Problem to solve -> For every line in the entries that contains "timeout", show the whole line.

####################

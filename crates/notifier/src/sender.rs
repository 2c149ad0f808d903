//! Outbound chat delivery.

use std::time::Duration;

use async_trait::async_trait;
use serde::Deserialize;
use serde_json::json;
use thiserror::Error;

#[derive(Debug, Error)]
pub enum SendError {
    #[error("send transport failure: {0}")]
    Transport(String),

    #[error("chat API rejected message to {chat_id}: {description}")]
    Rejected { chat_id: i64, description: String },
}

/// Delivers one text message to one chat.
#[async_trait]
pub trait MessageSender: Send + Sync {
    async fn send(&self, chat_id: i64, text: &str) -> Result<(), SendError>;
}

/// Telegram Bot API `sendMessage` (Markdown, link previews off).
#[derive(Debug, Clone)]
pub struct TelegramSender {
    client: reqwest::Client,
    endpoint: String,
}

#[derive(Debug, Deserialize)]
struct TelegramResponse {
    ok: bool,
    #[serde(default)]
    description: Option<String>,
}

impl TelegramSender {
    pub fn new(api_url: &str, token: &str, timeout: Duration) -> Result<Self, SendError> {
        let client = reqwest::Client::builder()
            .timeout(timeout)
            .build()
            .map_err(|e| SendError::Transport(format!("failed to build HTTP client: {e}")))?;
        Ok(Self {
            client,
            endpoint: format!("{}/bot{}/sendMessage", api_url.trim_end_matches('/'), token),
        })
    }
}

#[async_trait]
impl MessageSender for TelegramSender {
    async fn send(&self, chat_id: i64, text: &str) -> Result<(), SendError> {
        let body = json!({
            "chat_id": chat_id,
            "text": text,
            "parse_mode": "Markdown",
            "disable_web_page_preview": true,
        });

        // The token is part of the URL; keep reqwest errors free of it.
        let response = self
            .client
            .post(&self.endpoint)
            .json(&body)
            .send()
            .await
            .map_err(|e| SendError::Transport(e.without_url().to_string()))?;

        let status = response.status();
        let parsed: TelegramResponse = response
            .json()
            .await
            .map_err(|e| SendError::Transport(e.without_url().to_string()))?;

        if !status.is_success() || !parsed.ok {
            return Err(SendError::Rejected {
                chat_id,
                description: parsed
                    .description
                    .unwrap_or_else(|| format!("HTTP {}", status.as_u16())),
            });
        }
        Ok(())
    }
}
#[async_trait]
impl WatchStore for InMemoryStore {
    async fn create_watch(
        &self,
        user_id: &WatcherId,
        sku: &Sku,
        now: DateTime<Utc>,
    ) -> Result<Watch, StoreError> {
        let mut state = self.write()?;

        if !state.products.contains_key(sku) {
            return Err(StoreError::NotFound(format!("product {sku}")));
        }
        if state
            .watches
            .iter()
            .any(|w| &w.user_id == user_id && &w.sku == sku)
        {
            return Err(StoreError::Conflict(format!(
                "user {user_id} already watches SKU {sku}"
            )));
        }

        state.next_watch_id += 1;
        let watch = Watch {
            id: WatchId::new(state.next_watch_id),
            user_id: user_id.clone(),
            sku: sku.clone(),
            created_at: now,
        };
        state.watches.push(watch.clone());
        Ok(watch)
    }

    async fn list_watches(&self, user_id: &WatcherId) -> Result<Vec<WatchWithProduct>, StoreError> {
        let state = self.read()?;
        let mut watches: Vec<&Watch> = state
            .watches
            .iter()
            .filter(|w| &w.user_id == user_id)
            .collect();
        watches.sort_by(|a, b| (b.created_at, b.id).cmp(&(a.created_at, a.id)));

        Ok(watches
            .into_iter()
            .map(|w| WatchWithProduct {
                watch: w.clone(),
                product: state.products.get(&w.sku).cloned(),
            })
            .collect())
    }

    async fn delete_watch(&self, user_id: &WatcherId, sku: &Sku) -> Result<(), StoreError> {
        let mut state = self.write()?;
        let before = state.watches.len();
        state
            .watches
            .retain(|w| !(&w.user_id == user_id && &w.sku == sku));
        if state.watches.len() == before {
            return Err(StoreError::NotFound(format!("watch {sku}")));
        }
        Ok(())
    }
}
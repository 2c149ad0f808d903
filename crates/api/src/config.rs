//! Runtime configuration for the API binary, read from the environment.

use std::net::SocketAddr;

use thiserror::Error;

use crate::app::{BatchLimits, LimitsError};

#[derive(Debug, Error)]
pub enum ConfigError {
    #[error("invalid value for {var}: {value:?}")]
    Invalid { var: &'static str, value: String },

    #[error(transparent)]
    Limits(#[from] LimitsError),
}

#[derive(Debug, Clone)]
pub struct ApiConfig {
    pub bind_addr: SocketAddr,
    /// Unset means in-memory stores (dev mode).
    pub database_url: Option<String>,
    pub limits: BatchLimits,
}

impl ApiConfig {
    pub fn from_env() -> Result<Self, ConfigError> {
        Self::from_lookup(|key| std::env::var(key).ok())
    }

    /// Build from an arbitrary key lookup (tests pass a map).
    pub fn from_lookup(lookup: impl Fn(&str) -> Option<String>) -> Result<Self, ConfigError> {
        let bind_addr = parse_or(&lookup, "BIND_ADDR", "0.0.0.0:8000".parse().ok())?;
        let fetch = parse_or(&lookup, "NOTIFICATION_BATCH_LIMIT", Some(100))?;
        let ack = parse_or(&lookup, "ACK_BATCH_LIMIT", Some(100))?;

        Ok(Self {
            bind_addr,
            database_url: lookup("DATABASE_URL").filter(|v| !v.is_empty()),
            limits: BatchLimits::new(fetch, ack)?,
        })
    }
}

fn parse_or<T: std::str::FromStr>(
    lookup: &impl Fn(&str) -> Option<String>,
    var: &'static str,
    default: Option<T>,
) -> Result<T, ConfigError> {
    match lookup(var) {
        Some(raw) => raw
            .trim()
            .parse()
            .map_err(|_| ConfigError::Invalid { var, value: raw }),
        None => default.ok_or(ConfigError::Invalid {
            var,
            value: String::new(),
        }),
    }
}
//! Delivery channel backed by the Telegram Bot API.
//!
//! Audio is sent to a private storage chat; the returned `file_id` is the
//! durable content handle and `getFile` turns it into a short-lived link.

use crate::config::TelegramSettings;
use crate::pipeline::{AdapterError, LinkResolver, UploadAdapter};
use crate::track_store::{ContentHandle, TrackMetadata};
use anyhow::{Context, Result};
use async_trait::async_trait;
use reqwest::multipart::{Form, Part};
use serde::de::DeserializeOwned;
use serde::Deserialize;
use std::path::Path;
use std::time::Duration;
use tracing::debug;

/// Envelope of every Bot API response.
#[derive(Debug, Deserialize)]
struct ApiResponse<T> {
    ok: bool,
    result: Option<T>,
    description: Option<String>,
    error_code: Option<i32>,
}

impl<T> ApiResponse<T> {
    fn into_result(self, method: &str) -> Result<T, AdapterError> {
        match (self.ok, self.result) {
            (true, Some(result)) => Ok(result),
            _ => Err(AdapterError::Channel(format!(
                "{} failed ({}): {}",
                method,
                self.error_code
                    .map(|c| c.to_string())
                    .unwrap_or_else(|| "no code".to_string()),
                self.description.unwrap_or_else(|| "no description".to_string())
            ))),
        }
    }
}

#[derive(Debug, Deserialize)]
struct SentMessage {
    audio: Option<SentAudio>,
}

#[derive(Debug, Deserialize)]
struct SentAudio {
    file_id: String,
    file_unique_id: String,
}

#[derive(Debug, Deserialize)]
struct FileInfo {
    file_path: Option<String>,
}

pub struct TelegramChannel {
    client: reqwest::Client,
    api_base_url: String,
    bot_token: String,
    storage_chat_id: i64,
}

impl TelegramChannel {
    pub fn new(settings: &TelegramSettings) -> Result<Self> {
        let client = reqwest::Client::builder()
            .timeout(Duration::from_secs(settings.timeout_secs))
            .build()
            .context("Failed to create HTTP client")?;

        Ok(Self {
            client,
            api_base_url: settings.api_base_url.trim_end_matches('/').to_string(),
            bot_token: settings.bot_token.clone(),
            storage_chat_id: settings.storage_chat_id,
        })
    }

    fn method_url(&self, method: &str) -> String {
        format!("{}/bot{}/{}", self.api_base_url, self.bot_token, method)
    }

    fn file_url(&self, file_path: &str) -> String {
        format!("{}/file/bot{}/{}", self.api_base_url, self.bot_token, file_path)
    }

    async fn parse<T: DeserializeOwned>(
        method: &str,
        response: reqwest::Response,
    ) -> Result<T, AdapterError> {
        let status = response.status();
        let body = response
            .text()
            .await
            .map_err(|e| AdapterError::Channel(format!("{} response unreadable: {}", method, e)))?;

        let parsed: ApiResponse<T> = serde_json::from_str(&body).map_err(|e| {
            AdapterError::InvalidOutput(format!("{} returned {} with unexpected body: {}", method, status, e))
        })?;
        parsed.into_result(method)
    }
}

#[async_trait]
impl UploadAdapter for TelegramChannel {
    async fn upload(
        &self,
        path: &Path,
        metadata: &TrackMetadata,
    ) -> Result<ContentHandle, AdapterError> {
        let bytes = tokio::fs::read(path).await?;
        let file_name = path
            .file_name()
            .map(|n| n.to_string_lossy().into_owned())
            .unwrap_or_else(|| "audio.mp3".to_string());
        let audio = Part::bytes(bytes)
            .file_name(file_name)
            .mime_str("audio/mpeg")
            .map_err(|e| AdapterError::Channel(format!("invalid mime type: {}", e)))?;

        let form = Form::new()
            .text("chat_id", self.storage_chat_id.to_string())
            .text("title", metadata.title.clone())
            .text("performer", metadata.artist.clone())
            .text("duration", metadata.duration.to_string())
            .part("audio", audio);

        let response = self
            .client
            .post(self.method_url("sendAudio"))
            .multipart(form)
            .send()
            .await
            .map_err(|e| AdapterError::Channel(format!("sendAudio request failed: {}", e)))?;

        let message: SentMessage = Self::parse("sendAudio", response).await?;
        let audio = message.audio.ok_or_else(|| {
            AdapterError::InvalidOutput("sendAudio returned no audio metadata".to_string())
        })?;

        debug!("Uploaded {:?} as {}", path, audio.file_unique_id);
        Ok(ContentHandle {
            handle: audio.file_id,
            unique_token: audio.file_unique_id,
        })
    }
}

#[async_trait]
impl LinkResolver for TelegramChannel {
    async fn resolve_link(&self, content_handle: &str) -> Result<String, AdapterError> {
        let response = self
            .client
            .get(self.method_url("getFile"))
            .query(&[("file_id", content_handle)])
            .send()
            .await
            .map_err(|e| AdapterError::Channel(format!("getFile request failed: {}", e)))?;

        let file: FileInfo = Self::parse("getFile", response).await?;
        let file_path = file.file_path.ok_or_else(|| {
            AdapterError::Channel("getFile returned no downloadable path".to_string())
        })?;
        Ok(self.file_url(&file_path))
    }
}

####################

Task answer ->
    pub fn new(api_url: &str, token: &str, timeout: Duration) -> Result<Self, SendError> {
            .timeout(timeout)
            .timeout(Duration::from_secs(settings.timeout_secs))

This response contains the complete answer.